Wi-Fi broadband for Melmoth

2012-10-01 00:00

WITH the first two “high sites” already installed, the small farming town of Melmoth is being transformed into a high-tech hot-spot.

Local entrepreneurs Rob Wood and Mike Maree this week launched their business, Nyoni (which means “bird” in Zulu), bringing high-speed broadband Internet by installing masts at two points in the town.

A Wi-Fi hot-spot is simply a public place where users can connect computers wirelessly to the Internet. Hot-spots found in airports, coffee bars and campuses use one or more wireless routers to create wireless access over a large area.

In effect, the router becomes an informal access point for the Internet, creating an invisible “cloud” of wireless connectivity all around it, known as a hot- spot.

Although Nyoni’s Internet will in effect bring long-distance wireless connectivity to Melmoth, as found internationally, it will not be free.

Wi-Fi access will be enabled through a log-in code. Each subscriber will also be able to get an Internet-based telephone number.

An essential part of the service is voice over internet protocol (VoIP), basically transmitting data (which includes sound) over the Internet. The system does not need cables because the wireless technology is fed by satellite.

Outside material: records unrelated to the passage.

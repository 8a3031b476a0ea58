//! nestset Transaction
//!
//! Scoped exclusive-lock transactions for tree mutations.
//!
//! Responsibilities:
//! - Begin a transaction and take the table lock as one step
//! - Release the lock and commit on success
//! - Release the lock and roll back on every other exit path, including
//!   early returns and panics
//! - Surface the original failure, never a rollback error in its place

mod guard;

pub use guard::{run_locked, LockedTransaction, TransactionState};
//! Identity types for tree rows.
//!
//! Both identifiers are 64-bit signed integers because that is what the
//! relational store hands back:
//! - `NodeKey` is assigned by the store on insert and never reassigned
//! - `TreeId` is the discriminator value separating independent trees

use std::fmt;

/// Primary key of a row in the tracked table.
#[derive(Debug, Clone, Copy, PartialEq, Eq, Hash, PartialOrd, Ord)]
pub struct NodeKey(pub i64);

impl NodeKey {
    /// Create a new NodeKey from a raw value.
    pub fn new(key: i64) -> Self {
        Self(key)
    }

    /// Get the raw value.
    pub fn raw(&self) -> i64 {
        self.0
    }
}

impl fmt::Display for NodeKey {
    fn fmt(&self, f: &mut fmt::Formatter<'_>) -> fmt::Result {
        write!(f, "#{}", self.0)
    }
}

impl From<i64> for NodeKey {
    fn from(key: i64) -> Self {
        NodeKey(key)
    }
}

/// Value of the tree discriminator column.
#[derive(Debug, Clone, Copy, PartialEq, Eq, Hash, PartialOrd, Ord)]
pub struct TreeId(pub i64);

impl TreeId {
    pub fn new(id: i64) -> Self {
        Self(id)
    }

    pub fn raw(&self) -> i64 {
        self.0
    }
}

impl fmt::Display for TreeId {
    fn fmt(&self, f: &mut fmt::Formatter<'_>) -> fmt::Result {
        write!(f, "tree{}", self.0)
    }
}

impl From<i64> for TreeId {
    fn from(id: i64) -> Self {
        TreeId(id)
    }
}
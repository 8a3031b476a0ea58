//! Result rows.

use nestset_core::{Attributes, Value};

/// One result row: column names with their values, in select order.
#[derive(Debug, Clone, PartialEq, Default)]
pub struct Row {
    columns: Vec<(String, Value)>,
}

impl Row {
    pub fn new() -> Self {
        Self::default()
    }

    /// Append a column.
    pub fn push(&mut self, name: impl Into<String>, value: Value) {
        self.columns.push((name.into(), value));
    }

    /// Builder-style [`Row::push`].
    pub fn with(mut self, name: impl Into<String>, value: impl Into<Value>) -> Self {
        self.push(name, value.into());
        self
    }

    /// Get a column value by name. The first column with that name wins.
    pub fn get(&self, name: &str) -> Option<&Value> {
        self.columns
            .iter()
            .find(|(column, _)| column == name)
            .map(|(_, value)| value)
    }

    /// Get a column as an integer. NULL and non-integer values give `None`.
    pub fn get_int(&self, name: &str) -> Option<i64> {
        self.get(name).and_then(Value::as_int)
    }

    /// Get a column by position.
    pub fn value_at(&self, index: usize) -> Option<&Value> {
        self.columns.get(index).map(|(_, value)| value)
    }

    pub fn columns(&self) -> impl Iterator<Item = (&str, &Value)> {
        self.columns.iter().map(|(name, value)| (name.as_str(), value))
    }

    pub fn len(&self) -> usize {
        self.columns.len()
    }

    pub fn is_empty(&self) -> bool {
        self.columns.is_empty()
    }

    /// Consume the row into an attribute map, skipping the named columns.
    pub fn into_attributes_except(self, skip: impl Fn(&str) -> bool) -> Attributes {
        self.columns
            .into_iter()
            .filter(|(name, _)| !skip(name))
            .collect()
    }
}
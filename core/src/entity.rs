//! The typed record for one row of a nested-set table.

use crate::{Attributes, NodeKey, TreeId, Value};

/// A node of a nested-set tree.
///
/// The structural columns are explicit fields; every other column of the row
/// lands in `attributes`.
#[derive(Debug, Clone, PartialEq)]
pub struct Node {
    /// Store-assigned primary key.
    pub key: NodeKey,
    /// Owning node, `None` for a root.
    pub parent: Option<NodeKey>,
    /// Left bound of the interval.
    pub left: i64,
    /// Right bound of the interval.
    pub right: i64,
    /// Partition, present only when the schema declares a tree column.
    pub tree: Option<TreeId>,
    /// Remaining columns.
    pub attributes: Attributes,
}

impl Node {
    /// Create a node without extra attributes.
    pub fn new(key: NodeKey, parent: Option<NodeKey>, left: i64, right: i64) -> Self {
        Self {
            key,
            parent,
            left,
            right,
            tree: None,
            attributes: Attributes::new(),
        }
    }

    pub fn with_tree(mut self, tree: TreeId) -> Self {
        self.tree = Some(tree);
        self
    }

    pub fn with_attributes(mut self, attributes: Attributes) -> Self {
        self.attributes = attributes;
        self
    }

    /// Returns true if the node has no parent.
    pub fn is_root(&self) -> bool {
        self.parent.is_none()
    }

    /// Returns true if the node has no descendants.
    pub fn is_leaf(&self) -> bool {
        self.right == self.left + 1
    }

    /// Number of integer units the interval occupies, including the node itself.
    pub fn width(&self) -> i64 {
        self.right - self.left + 1
    }

    /// Number of descendants encoded by the interval.
    pub fn descendant_count(&self) -> i64 {
        (self.right - self.left - 1) / 2
    }

    /// Returns true if `other` lies strictly inside this node's interval.
    ///
    /// Partitions are compared too: nodes of different trees never contain
    /// each other.
    pub fn contains(&self, other: &Node) -> bool {
        self.tree == other.tree && self.left < other.left && other.right < self.right
    }

    /// Get an attribute value by column name.
    pub fn get_attr(&self, name: &str) -> Option<&Value> {
        self.attributes.get(name)
    }
}
//! nestset core types
//!
//! This crate provides the foundational types used throughout the workspace:
//! - Identity types (NodeKey, TreeId)
//! - Value types (the tagged Value enum and the Attributes side map)
//! - The typed Node record materialized from a table row

mod entity;
mod id;
mod value;

pub use entity::*;
pub use id::*;
pub use value::*;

The two men have a background in technology.

Wood studied megatronics at the University of Cape Town. Maree studied computer science and established wireless broadband networks, security and electronics businesses in the Western Cape.

They say that once the system has been installed at a home, business or school, the uses are almost infinite: besides high-speed Internet access, applications include security systems, CCTV, TV installations or creating “smart” homes. An alarm system could be linked to security companies which offer armed response, for instance.

Says Maree: “You can connect almost anything. You can connect your alarm system or camera, which will enable you to monitor your home via the Internet when you’re away.”

The men hope the service will be taken up by homes, businesses, schools, government offices and hospitals, among others. They believe the technology can open up rural schools to a whole new world that reaches into all areas of the globe.

They are also looking beyond Melmoth to rural areas that haven’t had access to the latest technology.